学校の運動会で組み体操による事故が多発していることを受け、文部科学省は対策に乗り出す方針を決めた。春の運動会シーズンに間に合うよう、3月末までに各地の教育委員会などに安全確保策を求める考え。「人間ピラミッド」などでの負傷件数が年8千件を超える現状の改善をめざす。

 馳浩文科相は9日の記者会見で、「組み体操は危険な状況になる可能性のある教育活動」と指摘。四つんばいになった人の背中に人が乗り、段を重ねてつくる「ピラミッド」について「(崩れた時に)十分に体のできあがっていない中学生が圧迫を受けたらどうなるのかは、想像すれば分かる。(文科省として)一つの考えを示す必要がある」と話した。同省は今後、過去の事故の分析などを進め、安全確保策をまとめて教委などに対策を求める考えだ。

 日本スポーツ振興センター(JSC)によると、2014年度に災害共済給付を支給した小中高校の組み体操の事故は8592件で、記録のある11年度から毎年度8千件を超す。
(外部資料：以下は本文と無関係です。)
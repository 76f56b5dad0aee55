//! cmwater Water API client.
//!
//! Handles fetching and JSON parsing for the three Chiang Mai water-network
//! endpoints:
//!   https://airvista.soc.cmu.ac.th:3843/cmwater/v1/Water/getReservoirData
//!   https://airvista.soc.cmu.ac.th:3843/cmwater/v1/Water/getDamData
//!   https://airvista.soc.cmu.ac.th:3843/cmwater/v1/Water/getWaterData
//!
//! Every endpoint wraps its rows in `{ "data": [...] }`. See `fixtures.rs` for
//! annotated examples of the response structure.

use serde::Deserialize;
use serde::de::DeserializeOwned;
use std::time::Duration;

use crate::model::{DamRecord, FetchError, Reading, ReservoirRecord, WaterStationRecord};

// ---------------------------------------------------------------------------
// Serde structures for the API envelope
// ---------------------------------------------------------------------------

#[derive(Deserialize)]
struct Envelope<T> {
    data: Option<Vec<T>>,
}

#[derive(Deserialize)]
struct ReservoirRow {
    #[serde(rename = "StationName", default)]
    station_name: String,
    #[serde(rename = "PercentStorage", default)]
    percent_storage: Reading,
}

#[derive(Deserialize)]
struct DamRow {
    #[serde(rename = "StationName", default)]
    station_name: String,
    #[serde(rename = "PercentStorage", default)]
    percent_storage: Reading,
    #[serde(rename = "TextLevel", default)]
    text_level: Option<String>,
}

#[derive(Deserialize)]
struct WaterRow {
    #[serde(rename = "StationName", default)]
    station_name: String,
    /// Arrives as a number on some deployments and a string on others.
    #[serde(rename = "DiffWlBank", default)]
    diff_wl_bank: serde_json::Value,
    #[serde(rename = "TextLevel", default)]
    text_level: Option<String>,
}

// ---------------------------------------------------------------------------
// Response parsing
// ---------------------------------------------------------------------------

/// Unwraps the `{ data: [...] }` envelope. Missing or null `data` is an
/// empty list. Rows are kept as sent, including ones without a station name.
fn parse_envelope<T: DeserializeOwned>(json: &str) -> Result<Vec<T>, FetchError> {
    let envelope: Envelope<T> = serde_json::from_str(json)?;
    Ok(envelope.data.unwrap_or_default())
}

/// Parses a reservoir endpoint response body.
///
/// # Errors
/// `FetchError::Decode` for malformed JSON or a non-envelope shape.
pub fn parse_reservoir_response(json: &str) -> Result<Vec<ReservoirRecord>, FetchError> {
    let rows: Vec<ReservoirRow> = parse_envelope(json)?;
    Ok(rows
        .into_iter()
        .map(|r| ReservoirRecord {
            name: r.station_name,
            val: r.percent_storage,
        })
        .collect())
}

/// Parses a dam endpoint response body.
pub fn parse_dam_response(json: &str) -> Result<Vec<DamRecord>, FetchError> {
    let rows: Vec<DamRow> = parse_envelope(json)?;
    Ok(rows
        .into_iter()
        .map(|r| DamRecord {
            name: r.station_name,
            val: r.percent_storage,
            text_level: r.text_level.unwrap_or_default(),
        })
        .collect())
}

/// Parses a water-station endpoint response body. `DiffWlBank` is accepted
/// as a number or a numeric string; anything else becomes `Reading::NoData`.
pub fn parse_water_response(json: &str) -> Result<Vec<WaterStationRecord>, FetchError> {
    let rows: Vec<WaterRow> = parse_envelope(json)?;
    Ok(rows
        .into_iter()
        .map(|r| WaterStationRecord {
            name: r.station_name,
            val: Reading::from_json(&r.diff_wl_bank),
            text_level: r.text_level.unwrap_or_default(),
        })
        .collect())
}

// ---------------------------------------------------------------------------
// HTTP
// ---------------------------------------------------------------------------

/// Builds the shared blocking client used for all three endpoints.
pub fn build_http_client(timeout: Duration) -> Result<reqwest::blocking::Client, FetchError> {
    Ok(reqwest::blocking::Client::builder()
        .timeout(timeout)
        .build()?)
}

/// GETs `url` and returns the body, treating any non-2xx status as an error.
fn fetch_body(client: &reqwest::blocking::Client, url: &str) -> Result<String, FetchError> {
    log::debug!("fetching {}", url);

    let response = client
        .get(url)
        .header("Accept", "application/json")
        .send()?;

    if !response.status().is_success() {
        return Err(FetchError::Status(response.status().as_u16()));
    }

    Ok(response.text()?)
}

/// Fetch-then-parse with the fail-soft policy: any error is logged and the
/// caller gets an empty list.
fn fetch_soft<T>(
    client: &reqwest::blocking::Client,
    url: &str,
    what: &str,
    parse: fn(&str) -> Result<Vec<T>, FetchError>,
) -> Vec<T> {
    match fetch_body(client, url).and_then(|body| parse(&body)) {
        Ok(records) => {
            log::info!("{}: {} records", what, records.len());
            records
        }
        Err(e) => {
            log::warn!("Error fetching {} data: {}", what, e);
            Vec::new()
        }
    }
}

/// Fetches reservoir storage. Never fails; returns an empty list on error.
pub fn fetch_reservoir_data(client: &reqwest::blocking::Client, url: &str) -> Vec<ReservoirRecord> {
    fetch_soft(client, url, "reservoir", parse_reservoir_response)
}

/// Fetches dam storage and category labels. Never fails.
pub fn fetch_dam_data(client: &reqwest::blocking::Client, url: &str) -> Vec<DamRecord> {
    fetch_soft(client, url, "dam", parse_dam_response)
}

/// Fetches water-station levels and category labels. Never fails.
pub fn fetch_water_data(client: &reqwest::blocking::Client, url: &str) -> Vec<WaterStationRecord> {
    fetch_soft(client, url, "water station", parse_water_response)
}

// ---------------------------------------------------------------------------
// Tests
// ---------------------------------------------------------------------------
14年度の事故の校種別の内訳は小学校6289件、中学1885件、高校418件。負傷の種類別では2095件(24・4%)が骨折だった。JSCの記録をもとに松戸市立病院(千葉県)の庄古知久医師がまとめた資料によると、14年度は頸髄(けいずい)損傷も3件あった。

 国会でも、組み体操問題に関する超党派の議員連盟が近くでき、文科省に対策の提言などをする予定だ。